Por otra parte y con carácter general, el informe de fiscalización destaca que las concesiones de subvenciones de 2009 no se publicaron en el BOP, tal y como se exige en la legislación (artículo 30 del RLGS) y no se comprobaron determinados aspectos, entre ellos, si el importe de las subvenciones concedidas superó el coste de la actividad subvencionada o que el beneficiario de la subvención era el titular de la cuenta a la que se transfirió la subvención.

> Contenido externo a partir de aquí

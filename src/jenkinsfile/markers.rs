//! Notification marker and helper templates
//!
//! Everything hookline writes into a pipeline file comes from a
//! [`NotifyConfig`]: the Groovy helper functions prepended once per file,
//! and the marker calls spliced into the instrumented regions. The config
//! is passed explicitly into the injectors so callers can substitute their
//! own function name and payload without touching global state.

/// Groovy helper source for the default [`NotifyConfig`]. The literal
/// `WEBHOOK_URL` is replaced with the destination URL on injection.
const HELPER_SOURCE: &str = r#"import groovy.json.JsonOutput
/*
 * Collect SCM information from the local working copy.
 */
def scmInformation() {
    def remoteUrl = sh(returnStdout: true, script: 'git config --get remote.origin.url').trim()
    def commitSha = sh(returnStdout: true, script: 'git rev-parse HEAD').trim()
    def branchName = sh(returnStdout: true, script: 'git name-rev --always --name-only HEAD').trim().replace('remotes/origin/', '')
    return [
        url: remoteUrl,
        branch: branchName,
        commit: commitSha
    ]
}
/*
 * Post the status of this build to the notification endpoint.
 */
def notifyBuild(buildStatus, buildPhase="FINALIZED",
                endpoint="WEBHOOK_URL") {
    def payload = JsonOutput.toJson([
        name: env.JOB_NAME,
        duration: currentBuild.duration,
        build: [
            number: env.BUILD_NUMBER,
            phase: buildPhase,
            status: buildStatus,
            full_url: env.BUILD_URL,
            scm: scmInformation()
        ]
    ])
    sh "curl --silent -XPOST -H 'Content-Type: application/json' -d '${payload}' ${endpoint}"
}
"#;

/// Marker and helper templates injected into a pipeline definition.
///
/// The marker fields must invoke `function`; the idempotency guard looks
/// for the literal `function(` token, so a mismatched pair would defeat
/// the duplicate-insertion check.
#[derive(Debug, Clone, PartialEq, Eq)]
pub struct NotifyConfig {
    /// Name of the Groovy notification function the markers invoke.
    pub function: String,
    /// Helper source prepended to the file; the literal `WEBHOOK_URL`
    /// placeholder is replaced with the destination URL.
    pub helper_source: String,
    /// Marker inserted when a build starts.
    pub started: String,
    /// Marker for a successful build.
    pub success: String,
    /// Marker for an unstable build.
    pub unstable: String,
    /// Marker for a failed build.
    pub failure: String,
}

impl Default for NotifyConfig {
    fn default() -> Self {
        Self {
            function: "notifyBuild".to_string(),
            helper_source: HELPER_SOURCE.to_string(),
            started: r#"notifyBuild("STARTED", "STARTED")"#.to_string(),
            success: r#"notifyBuild("SUCCESS")"#.to_string(),
            unstable: r#"notifyBuild("UNSTABLE")"#.to_string(),
            failure: r#"notifyBuild("FAILURE")"#.to_string(),
        }
    }
}

impl NotifyConfig {
    /// Whether `text` already invokes the notification function. This is
    /// the idempotency guard: a region that contains the invocation token
    /// is never instrumented again.
    #[must_use]
    pub fn is_configured(&self, text: &str) -> bool {
        text.contains(&format!("{}(", self.function))
    }

    /// The helper source with the webhook URL substituted.
    #[must_use]
    pub fn helpers_for(&self, webhook_url: &str) -> String {
        self.helper_source.replace("WEBHOOK_URL", webhook_url)
    }
}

Además, en el caso concreto de las “Subvenciones de Rehabilitación de viviendas” no se respetaron los principios de publicidad, transparencia, concurrencia, objetividad, igualdad y no discriminación, no constando el informe de los servicios técnicos de haberse realizado la obra ni se ha dejado constancia de justificación alguna.
 
Según se recoge en las conclusiones del informe de ACC, el Ayuntamiento carece de manuales de procedimientos, así como de normas internas que regulen la organización y el funcionamiento de cada uno de los servicios responsables de la gestión de la Corporación, que delimiten las funciones a desarrollar por las personas designadas para su realización y que establezcan una adecuada segregación de funciones
 
Tampoco consta la aprobación de la Relación de Puestos de Trabajo (RPT) y se echa en falta la determinación de las competencias y responsabilidades asignadas a los puestos de trabajo, así como las especificaciones mínimas que marca la Ley, en concreto, la forma de provisión de los puestos de trabajo y las retribuciones complementarias.
 
Recomendaciones
 
A la vista de estos resultados, desde la Audiencia de Cuentas de Canarias se recomienda al Ayuntamiento “dotarse de procedimientos adecuados para asegurar el control de las operaciones, posibilitar la interrelación entre los diferentes servicios y crear un sistema de archivo de documentación y formación de expedientes con objeto de que todas las operaciones queden suficientemente acreditadas y justificadas”.
 
El órgano de fiscalización propone, asimismo, reforzar el control y la supervisión de las actuaciones realizadas en los distintos servicios, en especial, en la gestión de los ingresos y de los gastos que, “con carácter inexcusable, debe someterse a intervención previa y a control financiero”.
 
En esta línea, apuesta por integrar la información que se obtiene de las diversas aplicaciones informáticas que utiliza en la gestión económico‐financiera y establecer controles automatizados sobre el vencimiento de plazos que puedan afectar a la situación jurídica de los expedientes, de cumplimentación de campos obligatorios y de conciliaciones periódicas automáticas entre archivos.
 
También recomienda a la corporación local revisar los procedimientos y criterios contables y presupuestarios aplicados en la actualidad, para ajustarse a los Principios Contables Públicos y a la Instrucción de Contabilidad de la Administración Local (ICAL) y proceder, al mismo tiempo, a depurar sus deudores y acreedores, promoviendo los oportunos expedientes de baja y de prescripción en su caso.
 
Desde la Audiencia de Cuentas de Canarias se pide al Ayuntamiento que reduzca el número de cuentas corrientes bancarias, de las que llegó a contabilizar 45 cuentas distintas, siendo recomendable que los ingresos se canalicen a través de un número limitado de cuentas bancarias, y que estas cuentas estén en contabilidad y controladas por la Tesorería.
 
Por último, le sugiere que evite “la realización de operaciones que correspondan a un uso meramente especulativo de los recursos financieros”, circunstancia que concurre en aquellas operaciones realizadas en los mercados de opciones cuando no tienen finalidad de cobertura.